To be considered for transfer, the following conditions must be satisfied in every case: the person must be a national of the country to which he or she wants to be transferred or have sufficiently close ties to that country to warrant a transfer; the sentence imposed must be final and there must be no further charges outstanding; there must normally be at least six months of the sentence left to serve; and the offence must also be a crime in the home country.

The UK authorities set a tariff for all prisoners sentenced to life imprisonment in England and Wales, that is, a minimum period of time to be served by the prisoner before the case is submitted to their parole board. A transferred life sentence prisoner would be treated in the same way. Prior to giving final consent to a transfer application, I would be advised by the Home Secretary of a provisional tariff to be set on a life sentence prisoner. In the event of a transfer, the prisoner's tariff would be then confirmed by the UK authorities.

In this case my Department is in the process of collating the necessary documentation and reports required under the convention. When this has been completed and if the criteria outlined are satisfied, the prisoner's application will be forwarded to the United Kingdom authorities for their consideration.

It is not standard practice to seek to attach conditions to any transfer. The principle underpinning the convention is that once a transfer takes place, the home jurisdiction manages the sentence in accordance with its laws. However, where a prisoner serving a life sentence is to be transferred to the United Kingdom, I would have to be satisfied that the proposed tariff is appropriate.
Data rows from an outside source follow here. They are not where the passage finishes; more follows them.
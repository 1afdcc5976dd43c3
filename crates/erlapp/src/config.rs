//! # Widget Settings
//!
//! Widget settings are managed by [`confique`], which handles layered loading
//! from a TOML file and environment variables on top of compiled defaults.
//!
//! ## Resolution Order
//!
//! 1. **Environment variables**: `ERL_NEGATE`, `ERL_ALWAYS_SHOW_OPTIONS_FORM`.
//! 2. **Settings file**: `erl.toml`, passed explicitly by the host.
//! 3. **Compiled defaults**: `#[config(default = ...)]`.
//!
//! ## Available Settings
//!
//! | Key | Default | Description |
//! |-----|---------|-------------|
//! | `target_bundles` | `[]` | Bundles editors may add |
//! | `layout_bundles` | `[]` | Bundles that act as layout containers (sections) |
//! | `negate` | `false` | Treat `target_bundles` as an exclusion list over `bundle_labels` |
//! | `bundle_labels` | none | Human labels per bundle; also the known bundle list |
//! | `allowed_layouts` | none | Layout ids grouped by category; none means unrestricted |
//! | `always_show_options_form` | `false` | Show the legacy classes/background form |
//!
//! Layout capability is decided here, once: [`WidgetSettings::bundle_type`]
//! returns a [`BundleType`] whose `is_layout_container` flag travels with the
//! item for the rest of the session.

use confique::Config;
use serde::{Deserialize, Serialize};
use std::collections::BTreeMap;
use std::path::Path;

use crate::error::Result;
use crate::model::BundleType;

/// Settings for one widget instance, stored in `erl.toml`.
#[derive(Config, Serialize, Deserialize, Debug, Clone, PartialEq, Eq)]
#[serde(default)]
pub struct WidgetSettings {
    /// Bundles editors may add to the field.
    #[config(default = [])]
    pub target_bundles: Vec<String>,

    /// Bundles whose items are layout containers.
    #[config(default = [])]
    pub layout_bundles: Vec<String>,

    /// When set, `target_bundles` lists the bundles to exclude.
    #[config(env = "ERL_NEGATE", default = false)]
    pub negate: bool,

    /// Bundle id to label.
    pub bundle_labels: Option<BTreeMap<String, String>>,

    /// Group name to (layout id to label).
    pub allowed_layouts: Option<BTreeMap<String, BTreeMap<String, String>>>,

    /// Collect legacy container classes and background colour for layouts.
    #[config(env = "ERL_ALWAYS_SHOW_OPTIONS_FORM", default = false)]
    pub always_show_options_form: bool,
}

impl Default for WidgetSettings {
    fn default() -> Self {
        Self {
            target_bundles: Vec::new(),
            layout_bundles: Vec::new(),
            negate: false,
            bundle_labels: None,
            allowed_layouts: None,
            always_show_options_form: false,
        }
    }
}

impl WidgetSettings {
    /// Loads settings from the environment and an optional TOML file.
    pub fn load(path: Option<&Path>) -> Result<Self> {
        let mut builder = WidgetSettings::builder().env();
        if let Some(path) = path {
            builder = builder.file(path);
        }
        Ok(builder.load()?)
    }

    pub fn label(&self, bundle: &str) -> String {
        self.bundle_labels
            .as_ref()
            .and_then(|labels| labels.get(bundle))
            .cloned()
            .unwrap_or_else(|| bundle.to_string())
    }

    pub fn is_layout_bundle(&self, bundle: &str) -> bool {
        self.layout_bundles.iter().any(|b| b == bundle)
    }

    /// Target bundles after applying `negate`.
    pub fn effective_target_bundles(&self) -> Vec<String> {
        if !self.negate {
            return self.target_bundles.clone();
        }
        self.bundle_labels
            .as_ref()
            .map(|labels| {
                labels
                    .keys()
                    .filter(|b| !self.target_bundles.contains(b))
                    .cloned()
                    .collect()
            })
            .unwrap_or_default()
    }

    /// Resolves a bundle editors may add, or `None` if it is not allowed.
    pub fn bundle_type(&self, bundle: &str) -> Option<BundleType> {
        let is_layout = self.is_layout_bundle(bundle);
        if !is_layout && !self.effective_target_bundles().iter().any(|b| b == bundle) {
            return None;
        }
        Some(BundleType {
            id: bundle.to_string(),
            label: self.label(bundle),
            is_layout_container: is_layout,
        })
    }

    /// Bundles offered by the per-region "add item" controls.
    pub fn item_bundles(&self) -> Vec<BundleType> {
        self.effective_target_bundles()
            .iter()
            .filter(|b| !self.is_layout_bundle(b))
            .filter_map(|b| self.bundle_type(b))
            .collect()
    }

    /// Bundles offered by the "add section" controls.
    pub fn section_bundles(&self) -> Vec<BundleType> {
        self.layout_bundles
            .iter()
            .filter_map(|b| self.bundle_type(b))
            .collect()
    }

    /// Allowed layouts flattened into `(id, label)` pairs for the radios.
    pub fn available_layouts(&self) -> Vec<(String, String)> {
        self.allowed_layouts
            .iter()
            .flat_map(|groups| groups.values())
            .flat_map(|group| group.iter())
            .map(|(id, label)| (id.clone(), label.clone()))
            .collect()
    }

    pub fn is_layout_allowed(&self, layout: &str) -> bool {
        match &self.allowed_layouts {
            None => true,
            Some(_) => self.available_layouts().iter().any(|(id, _)| id == layout),
        }
    }

    pub fn summary(&self) -> Vec<String> {
        if self.always_show_options_form {
            vec!["Layout configuration: Show extra options form (deprecated).".to_string()]
        } else {
            vec!["Layout configuration: Rely on Layout Plugins (preferred).".to_string()]
        }
    }
}

#[cfg(test)]
mod tests {
    use super::*;
    use std::io::Write;

    fn settings() -> WidgetSettings {
        let mut labels = BTreeMap::new();
        labels.insert("section".to_string(), "Section".to_string());
        labels.insert("text".to_string(), "Text".to_string());
        labels.insert("image".to_string(), "Image".to_string());
        WidgetSettings {
            target_bundles: vec!["section".into(), "text".into(), "image".into()],
            layout_bundles: vec!["section".into()],
            bundle_labels: Some(labels),
            ..Default::default()
        }
    }

    #[test]
    fn test_default_settings() {
        let settings = WidgetSettings::default();
        assert!(settings.target_bundles.is_empty());
        assert!(!settings.negate);
        assert!(settings.item_bundles().is_empty());
        assert!(settings.is_layout_allowed("anything"));
    }

    #[test]
    fn test_item_bundles_exclude_layouts() {
        let ids: Vec<String> = settings().item_bundles().into_iter().map(|b| b.id).collect();
        assert_eq!(ids, vec!["text", "image"]);
    }

    #[test]
    fn test_section_bundles_are_layout_containers() {
        let sections = settings().section_bundles();
        assert_eq!(sections.len(), 1);
        assert!(sections[0].is_layout_container);
        assert_eq!(sections[0].label, "Section");
    }

    #[test]
    fn test_negate_excludes_listed_bundles() {
        let settings = WidgetSettings {
            target_bundles: vec!["image".into()],
            negate: true,
            ..settings()
        };
        let ids: Vec<String> = settings.item_bundles().into_iter().map(|b| b.id).collect();
        assert_eq!(ids, vec!["text"]);
        assert!(settings.bundle_type("image").is_none());
    }

    #[test]
    fn test_unknown_bundle_has_no_type() {
        assert!(settings().bundle_type("video").is_none());
    }

    #[test]
    fn test_label_falls_back_to_id() {
        assert_eq!(settings().label("video"), "video");
    }

    #[test]
    fn test_allowed_layouts_flatten() {
        let mut group = BTreeMap::new();
        group.insert("one_col".to_string(), "One column".to_string());
        group.insert("two_col".to_string(), "Two column".to_string());
        let mut groups = BTreeMap::new();
        groups.insert("Columns".to_string(), group);
        let settings = WidgetSettings {
            allowed_layouts: Some(groups),
            ..Default::default()
        };
        assert_eq!(settings.available_layouts().len(), 2);
        assert!(settings.is_layout_allowed("two_col"));
        assert!(!settings.is_layout_allowed("three_col"));
    }

    #[test]
    fn test_summary_mentions_options_form() {
        let settings = WidgetSettings {
            always_show_options_form: true,
            ..Default::default()
        };
        assert!(settings.summary()[0].contains("extra options form"));
        assert!(WidgetSettings::default().summary()[0].contains("Layout Plugins"));
    }

    #[test]
    fn test_load_from_toml_file() {
        let dir = tempfile::tempdir().unwrap();
        let path = dir.path().join("erl.toml");
        let mut file = std::fs::File::create(&path).unwrap();
        writeln!(
            file,
            r#"
target_bundles = ["text", "section"]
layout_bundles = ["section"]

[bundle_labels]
text = "Text"
section = "Section"
"#
        )
        .unwrap();

        let settings = WidgetSettings::load(Some(&path)).unwrap();

        assert_eq!(settings.layout_bundles, vec!["section"]);
        assert_eq!(settings.label("text"), "Text");
        assert!(!settings.always_show_options_form);
    }
}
Mr. Higgins (Mayo): Given that the individual in question was convicted of the brutal murder of a young husband and wife in the presence of their children in County Roscommon, will the Minister do everything possible to ensure that, if and when the transfer takes place, he will extract from the British authorities a categorical guarantee that the individual will serve his full sentence less whatever the standard remission which would apply in this jurisdiction?

[1362] Mr. O'Donoghue: If a person is transferred under this legislation, the issue of the individual's release, but on reaching his tariff only, would obviously be a matter for the United Kingdom authorities. My understanding is that for all prisoners sentenced to life in England and Wales, the UK authorities also set a tariff, that is, a minimum time which is to be served by the individual concerned. Prior to giving the final consent to any transfer application, I would be advised of the provisional tariff to be imposed on a life sentenced prisoner being transferred. Obviously, the prisoner would also be advised prior to giving his or her consent to the return to the United Kingdom. The provisional tariff would be based on the circumstances of the crime, as set out in the information provided by the Department. The UK Ministers would set the tariff taking into account the views of the Lord Chief Justice of England. Once the prisoner was returned to England, the tariff would be confirmed by the Ministers.

As with all life sentenced prisoners in England and Wales, a transferred prisoner would have an opportunity to make representations about the length of the tariff he or she would have to serve before being considered for release. My understanding is that the average length of time served by released life sentenced prisoners in the United Kingdom is fairly similar to our 13 to 14 years.